• Records for this task:
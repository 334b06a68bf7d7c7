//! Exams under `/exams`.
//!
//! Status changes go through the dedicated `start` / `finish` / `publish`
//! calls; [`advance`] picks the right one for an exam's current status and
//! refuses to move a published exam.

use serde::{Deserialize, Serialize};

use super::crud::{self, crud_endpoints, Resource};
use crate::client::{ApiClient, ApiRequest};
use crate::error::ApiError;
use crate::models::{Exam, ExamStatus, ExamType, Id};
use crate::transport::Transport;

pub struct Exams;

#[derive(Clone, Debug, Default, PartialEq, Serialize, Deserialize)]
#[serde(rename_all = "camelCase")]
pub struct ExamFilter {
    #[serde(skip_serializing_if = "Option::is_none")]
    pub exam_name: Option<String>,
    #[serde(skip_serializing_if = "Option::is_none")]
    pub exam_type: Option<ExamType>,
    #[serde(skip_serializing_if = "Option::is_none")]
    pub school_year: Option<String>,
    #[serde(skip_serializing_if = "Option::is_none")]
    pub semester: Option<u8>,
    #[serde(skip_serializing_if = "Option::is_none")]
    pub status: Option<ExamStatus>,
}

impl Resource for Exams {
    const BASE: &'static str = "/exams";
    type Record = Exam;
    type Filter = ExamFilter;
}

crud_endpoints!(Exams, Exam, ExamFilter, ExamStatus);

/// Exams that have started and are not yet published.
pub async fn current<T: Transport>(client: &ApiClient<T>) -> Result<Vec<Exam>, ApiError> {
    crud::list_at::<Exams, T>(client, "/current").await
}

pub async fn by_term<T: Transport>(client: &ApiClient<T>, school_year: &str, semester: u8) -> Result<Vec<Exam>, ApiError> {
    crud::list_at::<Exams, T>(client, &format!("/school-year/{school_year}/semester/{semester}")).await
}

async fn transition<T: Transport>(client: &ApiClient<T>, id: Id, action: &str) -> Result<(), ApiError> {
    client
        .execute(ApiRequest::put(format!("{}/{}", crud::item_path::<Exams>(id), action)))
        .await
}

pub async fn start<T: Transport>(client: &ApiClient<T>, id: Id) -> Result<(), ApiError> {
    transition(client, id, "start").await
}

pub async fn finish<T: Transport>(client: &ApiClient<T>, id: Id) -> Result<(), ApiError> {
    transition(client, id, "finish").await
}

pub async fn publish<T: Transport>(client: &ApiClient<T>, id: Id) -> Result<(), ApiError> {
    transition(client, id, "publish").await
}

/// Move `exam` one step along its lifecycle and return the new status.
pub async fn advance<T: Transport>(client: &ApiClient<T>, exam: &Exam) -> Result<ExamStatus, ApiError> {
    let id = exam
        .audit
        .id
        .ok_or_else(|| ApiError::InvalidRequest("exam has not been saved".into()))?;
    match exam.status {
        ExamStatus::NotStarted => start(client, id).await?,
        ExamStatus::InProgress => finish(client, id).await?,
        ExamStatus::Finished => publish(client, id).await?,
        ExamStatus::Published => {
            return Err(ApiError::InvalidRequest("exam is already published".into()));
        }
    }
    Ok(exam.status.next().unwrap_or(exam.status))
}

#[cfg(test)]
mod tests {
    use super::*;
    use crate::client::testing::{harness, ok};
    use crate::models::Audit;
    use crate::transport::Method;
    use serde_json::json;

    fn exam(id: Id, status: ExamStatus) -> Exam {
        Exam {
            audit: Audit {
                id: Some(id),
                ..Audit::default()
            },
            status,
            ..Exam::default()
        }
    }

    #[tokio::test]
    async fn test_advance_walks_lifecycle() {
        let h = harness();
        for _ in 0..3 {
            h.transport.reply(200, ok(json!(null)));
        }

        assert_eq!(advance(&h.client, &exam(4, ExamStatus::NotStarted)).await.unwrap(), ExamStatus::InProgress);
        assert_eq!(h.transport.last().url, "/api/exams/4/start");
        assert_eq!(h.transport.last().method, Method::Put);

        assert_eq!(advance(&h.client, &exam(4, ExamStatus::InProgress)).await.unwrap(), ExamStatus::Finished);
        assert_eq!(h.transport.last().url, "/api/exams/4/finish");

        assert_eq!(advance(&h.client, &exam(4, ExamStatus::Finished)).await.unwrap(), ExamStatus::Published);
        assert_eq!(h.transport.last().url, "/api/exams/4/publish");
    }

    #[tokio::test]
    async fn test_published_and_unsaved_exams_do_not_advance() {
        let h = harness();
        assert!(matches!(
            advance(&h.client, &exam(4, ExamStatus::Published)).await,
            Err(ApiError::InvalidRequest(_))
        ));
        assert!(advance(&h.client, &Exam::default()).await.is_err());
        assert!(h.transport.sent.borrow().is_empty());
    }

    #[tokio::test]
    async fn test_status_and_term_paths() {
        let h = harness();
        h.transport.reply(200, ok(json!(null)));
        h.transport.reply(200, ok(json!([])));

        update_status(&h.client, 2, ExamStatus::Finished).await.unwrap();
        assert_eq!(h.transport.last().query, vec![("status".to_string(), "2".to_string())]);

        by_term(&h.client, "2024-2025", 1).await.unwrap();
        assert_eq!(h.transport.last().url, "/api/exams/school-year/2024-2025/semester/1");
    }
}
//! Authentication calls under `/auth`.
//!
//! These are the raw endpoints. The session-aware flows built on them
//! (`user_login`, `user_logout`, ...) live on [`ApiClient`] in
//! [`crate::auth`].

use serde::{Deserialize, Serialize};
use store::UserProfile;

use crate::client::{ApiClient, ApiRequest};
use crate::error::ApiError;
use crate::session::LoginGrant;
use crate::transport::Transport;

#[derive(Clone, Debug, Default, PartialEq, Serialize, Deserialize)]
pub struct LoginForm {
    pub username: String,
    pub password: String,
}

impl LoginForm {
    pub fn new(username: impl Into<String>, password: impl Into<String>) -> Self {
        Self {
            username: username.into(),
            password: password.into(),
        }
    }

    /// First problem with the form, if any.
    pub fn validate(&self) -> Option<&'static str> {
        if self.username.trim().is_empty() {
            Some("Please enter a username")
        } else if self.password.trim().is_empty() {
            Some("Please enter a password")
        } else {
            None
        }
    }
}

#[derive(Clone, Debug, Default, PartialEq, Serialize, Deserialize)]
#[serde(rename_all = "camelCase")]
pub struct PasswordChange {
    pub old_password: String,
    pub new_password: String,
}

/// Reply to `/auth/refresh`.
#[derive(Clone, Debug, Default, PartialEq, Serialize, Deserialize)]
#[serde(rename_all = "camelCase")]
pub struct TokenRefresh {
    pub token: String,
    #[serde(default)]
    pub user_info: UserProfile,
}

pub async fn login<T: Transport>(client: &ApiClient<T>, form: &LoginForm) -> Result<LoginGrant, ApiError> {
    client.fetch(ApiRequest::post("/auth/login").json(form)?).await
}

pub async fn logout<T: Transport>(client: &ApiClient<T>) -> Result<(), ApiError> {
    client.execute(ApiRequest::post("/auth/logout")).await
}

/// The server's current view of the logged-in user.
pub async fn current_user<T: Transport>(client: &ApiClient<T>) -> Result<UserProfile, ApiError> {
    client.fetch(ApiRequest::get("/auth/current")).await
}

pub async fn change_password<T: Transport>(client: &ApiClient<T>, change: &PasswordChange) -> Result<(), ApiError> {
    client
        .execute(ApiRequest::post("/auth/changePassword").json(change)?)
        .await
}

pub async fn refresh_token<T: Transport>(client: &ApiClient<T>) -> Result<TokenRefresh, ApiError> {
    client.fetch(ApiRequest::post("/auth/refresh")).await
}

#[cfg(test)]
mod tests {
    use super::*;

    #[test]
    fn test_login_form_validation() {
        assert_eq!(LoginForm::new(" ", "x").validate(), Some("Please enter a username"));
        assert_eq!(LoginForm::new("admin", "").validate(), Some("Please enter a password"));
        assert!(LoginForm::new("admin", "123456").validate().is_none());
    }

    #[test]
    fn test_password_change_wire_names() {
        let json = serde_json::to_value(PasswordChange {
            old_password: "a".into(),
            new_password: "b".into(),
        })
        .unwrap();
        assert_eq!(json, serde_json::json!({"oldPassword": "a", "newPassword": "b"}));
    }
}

• Task objective:
Scan the listing above. Collect all lines with the word "under".

• Expected answer:
//! Exams under `/exams`.
//! Authentication calls under `/auth`.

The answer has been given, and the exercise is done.